A l'heure de l'élection présidentielle, qui pourrait refermer la page du trumpisme ou la prolonger de quatre ans, ils publient Amérique : années Trump (Editions Gallimard, 2020). Franceinfo les a interrogé pour faire le bilan de ce mandat hors-norme.

Franceinfo : Comment se porte le président Trump ? Va-t-il bien, non seulement au niveau de sa santé, mais aussi en vue de l'élection ?

Jérôme Cartillier : Il va bien, il est en bonne santé, si on peut dire. On a peu d'informations de ses médecins parce que leur manière de communiquer sur l'état de santé du président de la première puissance mondiale était un peu folklorique. Comment va-t-il, d'un point de vue politique ? Il va mal.
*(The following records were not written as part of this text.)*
//! Balance aggregation

use crate::models::{Amount, Transaction};

/// Total cash-in minus total cash-out.
///
/// Both sides are summed separately and then subtracted, so the result can
/// differ in the last bits from summing `Transaction::balance()` per row.
pub fn compute_balance(transactions: &[Transaction]) -> Amount {
    let cash_in: Amount = transactions.iter().map(|t| t.cash_in).sum();
    let cash_out: Amount = transactions.iter().map(|t| t.cash_out).sum();
    cash_in - cash_out
}
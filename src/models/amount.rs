//! Amount type for cash-in / cash-out values
//!
//! Amounts are IEEE double precision values. Equality is exact, so two
//! amounts that print the same but were produced by different arithmetic
//! (`0.1 + 0.2` vs `0.3`) do not compare equal. The amount filter inherits
//! this behaviour.

use serde::{Deserialize, Serialize};
use std::fmt;
use std::iter::Sum;
use std::ops::{Add, AddAssign, Neg, Sub, SubAssign};

/// A monetary amount
#[derive(Debug, Clone, Copy, PartialEq, PartialOrd, Default, Serialize, Deserialize)]
#[serde(transparent)]
pub struct Amount(f64);

impl Amount {
    pub const ZERO: Self = Self(0.0);

    pub const fn new(value: f64) -> Self {
        Self(value)
    }

    pub const fn value(&self) -> f64 {
        self.0
    }

    pub fn is_zero(&self) -> bool {
        self.0 == 0.0
    }

    pub fn is_negative(&self) -> bool {
        self.0 < 0.0
    }

    /// Parse an amount, returning `None` for anything that is not a finite
    /// decimal number. Surrounding whitespace is ignored (`"12.00"`, `" -3"`,
    /// `"1e3"` parse; `"abc"`, `""`, `"NaN"` do not).
    pub fn parse(s: &str) -> Option<Self> {
        s.trim().parse::<f64>().ok().filter(|v| v.is_finite()).map(Self)
    }

    /// Parse an amount, falling back to zero
    pub fn parse_or_zero(s: &str) -> Self {
        Self::parse(s).unwrap_or(Self::ZERO)
    }

    /// Format with two decimals for on-screen display
    pub fn format_fixed(&self) -> String {
        format!("{:.2}", self.0)
    }
}

impl fmt::Display for Amount {
    /// Shortest round-trip form, always with a fraction digit (`0.0`, `4.5`,
    /// `100.0`). Magnitudes below 1e-3 or from 1e7 up use scientific
    /// notation (`1.0E7`, `2.5E-4`), which spreadsheet exports also produce.
    fn fmt(&self, f: &mut fmt::Formatter<'_>) -> fmt::Result {
        let magnitude = self.0.abs();
        if !self.0.is_finite() || magnitude == 0.0 || (1e-3..1e7).contains(&magnitude) {
            let text = self.0.to_string();
            if self.0.is_finite() && !text.contains('.') {
                return write!(f, "{}.0", text);
            }
            return f.write_str(&text);
        }

        let text = format!("{:e}", self.0);
        let (mantissa, exponent) = text.split_once('e').unwrap_or((&text, "0"));
        if mantissa.contains('.') {
            write!(f, "{}E{}", mantissa, exponent)
        } else {
            write!(f, "{}.0E{}", mantissa, exponent)
        }
    }
}

impl From<f64> for Amount {
    fn from(value: f64) -> Self {
        Self(value)
    }
}

impl Add for Amount {
    type Output = Self;

    fn add(self, other: Self) -> Self {
        Self(self.0 + other.0)
    }
}

impl AddAssign for Amount {
    fn add_assign(&mut self, other: Self) {
        self.0 += other.0;
    }
}

impl Sub for Amount {
    type Output = Self;

    fn sub(self, other: Self) -> Self {
        Self(self.0 - other.0)
    }
}

impl SubAssign for Amount {
    fn sub_assign(&mut self, other: Self) {
        self.0 -= other.0;
    }
}

impl Neg for Amount {
    type Output = Self;

    fn neg(self) -> Self {
        Self(-self.0)
    }
}

impl Sum for Amount {
    fn sum<I: Iterator<Item = Self>>(iter: I) -> Self {
        iter.fold(Self::ZERO, |acc, a| acc + a)
    }
}

impl<'a> Sum<&'a Amount> for Amount {
    fn sum<I: Iterator<Item = &'a Amount>>(iter: I) -> Self {
        iter.fold(Self::ZERO, |acc, a| acc + *a)
    }
}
On sent qu'il y a une inquiétude chez lui, incontestablement. La meilleure preuve, c'est qu'il répète tout le temps sa grande référence : l'élection de 2016. Il a été candidat une fois à une élection et il a gagné. Il en a fait un peu l'alpha et l'oméga de sa campagne et de son approche de la politique. Il y a quelque chose d'un petit peu stérile. On sent que dès que ça va mal, il se recroqueville et dit : "mais il y avait 2016, mais il y avait 2016."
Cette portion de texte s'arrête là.